◆ Extracted records
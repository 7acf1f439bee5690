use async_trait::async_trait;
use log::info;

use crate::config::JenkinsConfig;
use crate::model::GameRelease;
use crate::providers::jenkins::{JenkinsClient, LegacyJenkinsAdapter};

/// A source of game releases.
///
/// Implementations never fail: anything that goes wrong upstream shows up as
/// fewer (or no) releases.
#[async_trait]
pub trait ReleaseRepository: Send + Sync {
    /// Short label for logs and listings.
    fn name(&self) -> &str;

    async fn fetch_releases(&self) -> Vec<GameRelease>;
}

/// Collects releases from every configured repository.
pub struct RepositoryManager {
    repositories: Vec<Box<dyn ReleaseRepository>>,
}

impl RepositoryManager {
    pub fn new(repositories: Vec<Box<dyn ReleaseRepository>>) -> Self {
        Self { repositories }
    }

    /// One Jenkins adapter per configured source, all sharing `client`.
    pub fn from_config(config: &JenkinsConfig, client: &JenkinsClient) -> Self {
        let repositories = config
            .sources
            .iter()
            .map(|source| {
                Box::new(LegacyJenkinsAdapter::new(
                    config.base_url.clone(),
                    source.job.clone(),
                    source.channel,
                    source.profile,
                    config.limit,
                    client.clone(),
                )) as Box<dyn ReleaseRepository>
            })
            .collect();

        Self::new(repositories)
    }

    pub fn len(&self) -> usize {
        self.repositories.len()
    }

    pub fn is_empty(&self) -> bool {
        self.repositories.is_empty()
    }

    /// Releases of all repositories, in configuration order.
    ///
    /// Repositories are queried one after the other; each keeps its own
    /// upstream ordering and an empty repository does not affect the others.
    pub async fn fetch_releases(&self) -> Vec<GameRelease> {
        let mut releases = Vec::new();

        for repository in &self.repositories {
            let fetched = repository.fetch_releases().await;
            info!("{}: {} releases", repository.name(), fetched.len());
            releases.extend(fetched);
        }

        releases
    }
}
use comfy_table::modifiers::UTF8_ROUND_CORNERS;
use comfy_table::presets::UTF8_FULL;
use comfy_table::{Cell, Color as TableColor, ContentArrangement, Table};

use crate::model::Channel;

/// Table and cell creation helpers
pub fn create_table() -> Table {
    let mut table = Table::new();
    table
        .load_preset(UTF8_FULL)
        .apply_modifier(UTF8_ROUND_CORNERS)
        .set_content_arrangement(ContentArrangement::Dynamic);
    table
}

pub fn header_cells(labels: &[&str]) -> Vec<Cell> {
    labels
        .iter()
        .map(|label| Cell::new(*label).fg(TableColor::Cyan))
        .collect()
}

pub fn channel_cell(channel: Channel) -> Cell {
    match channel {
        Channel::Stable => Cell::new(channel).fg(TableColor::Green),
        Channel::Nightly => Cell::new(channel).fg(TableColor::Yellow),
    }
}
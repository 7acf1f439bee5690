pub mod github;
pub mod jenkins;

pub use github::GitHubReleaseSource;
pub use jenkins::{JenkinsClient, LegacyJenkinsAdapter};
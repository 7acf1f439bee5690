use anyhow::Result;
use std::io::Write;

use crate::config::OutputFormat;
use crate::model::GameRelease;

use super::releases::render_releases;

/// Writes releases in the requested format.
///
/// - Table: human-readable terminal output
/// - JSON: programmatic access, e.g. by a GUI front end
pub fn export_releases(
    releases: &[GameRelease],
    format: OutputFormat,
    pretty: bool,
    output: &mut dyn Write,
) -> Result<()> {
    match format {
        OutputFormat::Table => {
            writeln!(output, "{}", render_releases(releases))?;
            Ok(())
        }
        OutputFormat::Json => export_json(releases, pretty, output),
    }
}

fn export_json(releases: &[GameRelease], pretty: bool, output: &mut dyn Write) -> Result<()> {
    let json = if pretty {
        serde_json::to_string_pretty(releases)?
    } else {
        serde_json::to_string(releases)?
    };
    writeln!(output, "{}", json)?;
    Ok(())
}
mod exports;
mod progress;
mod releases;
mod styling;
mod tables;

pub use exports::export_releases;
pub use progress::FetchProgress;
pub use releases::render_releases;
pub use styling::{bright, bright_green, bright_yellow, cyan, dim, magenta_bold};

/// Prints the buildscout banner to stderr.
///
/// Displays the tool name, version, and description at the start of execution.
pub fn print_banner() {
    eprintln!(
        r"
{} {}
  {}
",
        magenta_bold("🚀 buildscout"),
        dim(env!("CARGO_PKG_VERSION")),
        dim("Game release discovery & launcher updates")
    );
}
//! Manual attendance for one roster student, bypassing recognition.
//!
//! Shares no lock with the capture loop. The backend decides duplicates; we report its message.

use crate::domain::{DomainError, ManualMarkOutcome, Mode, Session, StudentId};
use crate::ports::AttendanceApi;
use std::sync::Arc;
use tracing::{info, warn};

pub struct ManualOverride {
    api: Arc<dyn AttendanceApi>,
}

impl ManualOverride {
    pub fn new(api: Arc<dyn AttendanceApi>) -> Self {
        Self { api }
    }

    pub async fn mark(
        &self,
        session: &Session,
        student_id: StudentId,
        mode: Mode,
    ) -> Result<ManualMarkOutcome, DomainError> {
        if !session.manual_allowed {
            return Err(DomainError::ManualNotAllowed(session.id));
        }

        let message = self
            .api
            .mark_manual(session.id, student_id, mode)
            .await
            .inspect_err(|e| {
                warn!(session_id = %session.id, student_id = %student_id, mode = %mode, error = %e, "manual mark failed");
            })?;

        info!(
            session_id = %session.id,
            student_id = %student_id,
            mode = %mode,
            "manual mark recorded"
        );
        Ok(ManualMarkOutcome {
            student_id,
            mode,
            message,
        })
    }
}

---

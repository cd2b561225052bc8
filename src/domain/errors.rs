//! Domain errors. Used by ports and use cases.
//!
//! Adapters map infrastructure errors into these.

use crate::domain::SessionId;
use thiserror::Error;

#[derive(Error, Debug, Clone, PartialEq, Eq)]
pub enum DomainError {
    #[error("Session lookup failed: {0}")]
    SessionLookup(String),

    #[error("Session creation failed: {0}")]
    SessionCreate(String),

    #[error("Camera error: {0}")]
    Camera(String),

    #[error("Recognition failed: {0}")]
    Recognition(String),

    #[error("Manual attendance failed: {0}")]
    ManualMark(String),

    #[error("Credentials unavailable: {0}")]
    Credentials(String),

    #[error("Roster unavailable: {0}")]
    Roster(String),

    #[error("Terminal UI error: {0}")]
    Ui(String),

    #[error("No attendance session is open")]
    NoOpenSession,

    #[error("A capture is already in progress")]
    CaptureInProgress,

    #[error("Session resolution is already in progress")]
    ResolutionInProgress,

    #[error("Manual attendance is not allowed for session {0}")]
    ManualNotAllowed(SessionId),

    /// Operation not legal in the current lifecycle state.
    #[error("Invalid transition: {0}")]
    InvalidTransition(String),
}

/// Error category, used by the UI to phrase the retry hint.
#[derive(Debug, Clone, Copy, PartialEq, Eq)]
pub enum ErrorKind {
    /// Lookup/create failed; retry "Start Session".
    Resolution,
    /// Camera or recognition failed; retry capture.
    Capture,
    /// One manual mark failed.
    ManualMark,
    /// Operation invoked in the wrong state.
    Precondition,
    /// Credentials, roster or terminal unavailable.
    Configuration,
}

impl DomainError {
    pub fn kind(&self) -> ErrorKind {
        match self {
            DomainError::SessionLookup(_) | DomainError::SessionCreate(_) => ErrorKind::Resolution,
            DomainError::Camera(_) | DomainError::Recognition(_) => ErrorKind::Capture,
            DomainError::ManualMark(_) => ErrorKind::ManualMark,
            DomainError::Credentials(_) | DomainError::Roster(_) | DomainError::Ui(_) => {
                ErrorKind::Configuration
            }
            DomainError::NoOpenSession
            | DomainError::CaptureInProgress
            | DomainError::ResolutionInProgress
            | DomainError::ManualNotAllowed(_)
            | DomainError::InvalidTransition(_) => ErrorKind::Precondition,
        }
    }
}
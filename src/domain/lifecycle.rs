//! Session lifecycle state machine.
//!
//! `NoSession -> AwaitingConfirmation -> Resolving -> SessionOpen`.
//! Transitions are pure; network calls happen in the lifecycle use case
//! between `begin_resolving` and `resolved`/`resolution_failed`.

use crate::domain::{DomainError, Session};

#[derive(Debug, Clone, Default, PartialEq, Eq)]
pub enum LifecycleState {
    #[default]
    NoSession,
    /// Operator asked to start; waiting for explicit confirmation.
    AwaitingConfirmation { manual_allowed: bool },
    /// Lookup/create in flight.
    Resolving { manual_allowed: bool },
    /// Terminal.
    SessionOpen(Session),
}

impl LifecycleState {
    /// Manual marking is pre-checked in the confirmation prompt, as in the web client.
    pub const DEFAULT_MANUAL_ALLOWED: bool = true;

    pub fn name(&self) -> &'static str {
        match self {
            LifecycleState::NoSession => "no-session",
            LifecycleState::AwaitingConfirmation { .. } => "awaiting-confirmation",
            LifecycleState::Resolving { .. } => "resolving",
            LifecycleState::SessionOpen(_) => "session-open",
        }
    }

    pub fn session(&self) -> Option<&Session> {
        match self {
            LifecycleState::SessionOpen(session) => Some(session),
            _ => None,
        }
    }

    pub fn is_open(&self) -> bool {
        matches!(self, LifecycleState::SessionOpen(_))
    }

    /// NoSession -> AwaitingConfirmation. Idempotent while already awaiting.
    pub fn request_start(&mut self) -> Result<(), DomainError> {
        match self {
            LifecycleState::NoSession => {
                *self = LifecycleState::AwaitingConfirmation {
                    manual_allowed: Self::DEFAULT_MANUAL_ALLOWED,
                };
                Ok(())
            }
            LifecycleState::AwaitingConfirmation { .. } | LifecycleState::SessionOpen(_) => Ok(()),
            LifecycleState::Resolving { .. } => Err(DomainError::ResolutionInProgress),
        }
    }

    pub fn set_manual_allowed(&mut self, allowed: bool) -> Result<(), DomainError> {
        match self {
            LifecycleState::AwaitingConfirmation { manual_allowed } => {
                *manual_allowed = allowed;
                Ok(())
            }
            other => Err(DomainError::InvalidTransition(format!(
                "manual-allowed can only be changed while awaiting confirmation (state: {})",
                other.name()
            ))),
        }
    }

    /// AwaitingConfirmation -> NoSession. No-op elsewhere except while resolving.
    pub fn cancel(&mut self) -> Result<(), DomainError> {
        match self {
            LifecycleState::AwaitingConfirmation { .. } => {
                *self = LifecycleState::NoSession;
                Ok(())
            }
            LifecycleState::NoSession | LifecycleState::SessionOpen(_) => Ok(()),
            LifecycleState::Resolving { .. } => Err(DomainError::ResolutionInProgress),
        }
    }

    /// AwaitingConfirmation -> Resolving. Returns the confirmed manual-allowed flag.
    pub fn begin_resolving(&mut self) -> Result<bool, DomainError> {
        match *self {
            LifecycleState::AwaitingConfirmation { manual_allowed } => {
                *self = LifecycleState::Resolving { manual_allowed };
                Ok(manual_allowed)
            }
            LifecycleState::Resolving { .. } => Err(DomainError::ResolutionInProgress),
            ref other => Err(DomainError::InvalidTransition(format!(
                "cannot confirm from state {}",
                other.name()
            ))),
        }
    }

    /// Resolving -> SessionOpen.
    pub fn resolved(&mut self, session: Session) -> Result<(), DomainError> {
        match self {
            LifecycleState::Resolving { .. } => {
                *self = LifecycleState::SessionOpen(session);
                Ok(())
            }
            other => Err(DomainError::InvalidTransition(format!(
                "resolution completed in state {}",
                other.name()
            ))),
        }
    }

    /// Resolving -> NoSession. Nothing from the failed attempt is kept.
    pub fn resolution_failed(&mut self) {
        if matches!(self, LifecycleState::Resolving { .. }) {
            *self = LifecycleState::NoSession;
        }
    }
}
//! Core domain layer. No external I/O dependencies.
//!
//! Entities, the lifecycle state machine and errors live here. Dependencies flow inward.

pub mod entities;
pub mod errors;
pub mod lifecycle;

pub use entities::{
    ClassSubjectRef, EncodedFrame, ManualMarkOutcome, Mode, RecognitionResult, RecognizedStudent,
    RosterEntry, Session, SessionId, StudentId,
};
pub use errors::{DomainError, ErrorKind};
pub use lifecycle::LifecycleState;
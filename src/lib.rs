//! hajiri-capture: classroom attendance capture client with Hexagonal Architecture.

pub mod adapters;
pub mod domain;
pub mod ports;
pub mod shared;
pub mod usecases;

◆ Task instructions
Check each line of the material above for the string "InvalidTransition". Please count those that have it and reply with the number only.

◆ Reply
5